Pediatric patients face multiple reconstructive surgeries to re-establish function and aesthetics post burn injury. Often, the site of the harvested graft for these reconstructions is reported to be the most painful part of the procedure and a common reason for deferring these reconstructive procedures.
This study in pediatric burn patients undergoing reconstructive procedures examined the analgesia response to local anesthetic infiltration versus either a single ultrasound guided regional nerve block of the lateral femoral cutaneous nerve, or a fascia-iliaca compartment block with catheter placement and continuous infusion.
Methods
19 patients were randomized to one of three groups (infiltration, single shot nerve block, or compartment block with catheter) and received intraoperative analgesia intervention. Post-operatively, visual analog scale pain scores were recorded –for pain at the donor site—every four hours while awake—for forty-eight hours.
Results
This non-parametric data was analyzed using a two way ANOVA, Friedman's test, and Kruskal-Walllis test, with significance determined at p<0.05. The analysis demonstrated that the patients in the regional anesthesia groups were significantly more comfortable over the 48 hour hospital course than the patients in the control group.

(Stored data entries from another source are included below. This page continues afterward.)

//! Query requests and the resolution they are answered at

use chrono::Duration;
use serde::{Deserialize, Serialize};

use crate::domain::metrics::{Aggregation, IntervalType, MetricName, Tags, TimeRange};
use crate::store::SeriesQuery;

/// Granularity a query is answered at
#[derive(Debug, Clone, Copy, PartialEq, Eq, Hash, Default, Serialize, Deserialize)]
#[serde(rename_all = "lowercase")]
pub enum Resolution {
    /// Individual raw points
    Raw,
    Interval(IntervalType),
    /// Picked from the width of the range
    #[default]
    Auto,
}

impl Resolution {
    /// The bucket interval to read, or `None` for raw points
    pub fn resolve(self, range: &TimeRange) -> Option<IntervalType> {
        match self {
            Self::Raw => None,
            Self::Interval(interval) => Some(interval),
            Self::Auto => auto_interval(range.span()),
        }
    }
}

fn auto_interval(span: Duration) -> Option<IntervalType> {
    if span <= Duration::hours(1) {
        None
    } else if span <= Duration::hours(6) {
        Some(IntervalType::OneMinute)
    } else if span <= Duration::days(1) {
        Some(IntervalType::FiveMinutes)
    } else if span <= Duration::days(30) {
        Some(IntervalType::OneHour)
    } else {
        Some(IntervalType::OneDay)
    }
}

#[derive(Debug, Clone, PartialEq)]
pub struct QueryRequest {
    metric: MetricName,
    range: TimeRange,
    resolution: Resolution,
    aggregation: Aggregation,
    tags: Tags,
    fresh: bool,
}

impl QueryRequest {
    pub fn new(metric: MetricName, range: TimeRange) -> Self {
        Self {
            metric,
            range,
            resolution: Resolution::Auto,
            aggregation: Aggregation::default(),
            tags: Tags::new(),
            fresh: false,
        }
    }

    pub fn with_resolution(mut self, resolution: Resolution) -> Self {
        self.resolution = resolution;
        self
    }

    pub fn with_aggregation(mut self, aggregation: Aggregation) -> Self {
        self.aggregation = aggregation;
        self
    }

    pub fn with_tags(mut self, tags: Tags) -> Self {
        self.tags = tags;
        self
    }

    /// Bypass the cache for this request
    pub fn fresh(mut self) -> Self {
        self.fresh = true;
        self
    }

    pub fn metric(&self) -> &MetricName {
        &self.metric
    }

    pub fn range(&self) -> &TimeRange {
        &self.range
    }

    pub fn resolution(&self) -> Resolution {
        self.resolution
    }

    pub fn aggregation(&self) -> Aggregation {
        self.aggregation
    }

    pub fn tags(&self) -> &Tags {
        &self.tags
    }

    pub fn is_fresh(&self) -> bool {
        self.fresh
    }

    pub fn interval(&self) -> Option<IntervalType> {
        self.resolution.resolve(&self.range)
    }

    pub fn key(&self) -> QueryKey {
        QueryKey {
            metric: self.metric.clone(),
            range: self.range,
            interval: self.interval(),
            aggregation: self.aggregation,
            tags: self.tags.clone(),
        }
    }

    pub fn to_series_query(&self) -> SeriesQuery {
        let query = SeriesQuery::new(self.metric.clone(), self.range)
            .with_aggregation(self.aggregation)
            .with_tags(self.tags.clone());
        match self.interval() {
            Some(interval) => query.with_interval(interval),
            None => query,
        }
    }
}

/// Cache key: a request after its resolution has been resolved
#[derive(Debug, Clone, PartialEq, Eq, Hash)]
pub struct QueryKey {
    pub metric: MetricName,
    pub range: TimeRange,
    pub interval: Option<IntervalType>,
    pub aggregation: Aggregation,
    pub tags: Tags,
}

#[cfg(test)]
mod tests {
    use super::*;
    use chrono::{TimeZone, Utc};
    use rstest::rstest;

    fn range_of(span: Duration) -> TimeRange {
        let start = Utc.with_ymd_and_hms(2024, 3, 1, 0, 0, 0).unwrap();
        TimeRange::new(start, start + span).unwrap()
    }

    #[rstest]
    #[case(Duration::minutes(30), None)]
    #[case(Duration::hours(1), None)]
    #[case(Duration::hours(2), Some(IntervalType::OneMinute))]
    #[case(Duration::hours(6), Some(IntervalType::OneMinute))]
    #[case(Duration::hours(12), Some(IntervalType::FiveMinutes))]
    #[case(Duration::days(7), Some(IntervalType::OneHour))]
    #[case(Duration::days(30), Some(IntervalType::OneHour))]
    #[case(Duration::days(90), Some(IntervalType::OneDay))]
    fn auto_resolution_follows_range_width(
        #[case] span: Duration,
        #[case] expected: Option<IntervalType>,
    ) {
        assert_eq!(Resolution::Auto.resolve(&range_of(span)), expected);
    }

    #[test]
    fn explicit_resolution_wins() {
        let range = range_of(Duration::days(90));
        assert_eq!(Resolution::Raw.resolve(&range), None);
        assert_eq!(
            Resolution::Interval(IntervalType::FiveMinutes).resolve(&range),
            Some(IntervalType::FiveMinutes)
        );
    }

    #[test]
    fn keys_differ_by_aggregation_and_tags() {
        let metric = MetricName::try_new("tokens").unwrap();
        let base = QueryRequest::new(metric, range_of(Duration::hours(3)));
        let by_sum = base.clone().key();
        let by_max = base.clone().with_aggregation(Aggregation::Max).key();
        let tagged = base.with_tags(Tags::new().with("model", "gpt-4o")).key();

        assert_ne!(by_sum, by_max);
        assert_ne!(by_sum, tagged);
        assert_eq!(by_sum.interval, Some(IntervalType::OneMinute));
    }

    #[test]
    fn series_query_carries_resolved_interval() {
        let metric = MetricName::try_new("tokens").unwrap();
        let raw = QueryRequest::new(metric.clone(), range_of(Duration::minutes(10)));
        assert_eq!(raw.to_series_query().interval, None);

        let daily = QueryRequest::new(metric, range_of(Duration::minutes(10)))
            .with_resolution(Resolution::Interval(IntervalType::OneDay));
        assert_eq!(daily.to_series_query().interval, Some(IntervalType::OneDay));
    }
}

The patients receiving a single shot block of the LFCN were more comfortable on post-operative day (POD) 0 while the catheter patients were more comfortable on POD 1 and POD 2. There was not a statistically significant difference in opioid requirements in any group.
Conclusions
Regional anesthetic block of the lateral femoral cutaneous nerve, with or without catheter placement, provides an improved postoperative experience for the pediatric patient undergoing reconstructive surgery with lateral/anterolateral skin graft versus local anesthesia infiltration of donor site. For optimal comfort throughout the postoperative period, an ultrasound guided block with continuous catheter may be beneficial.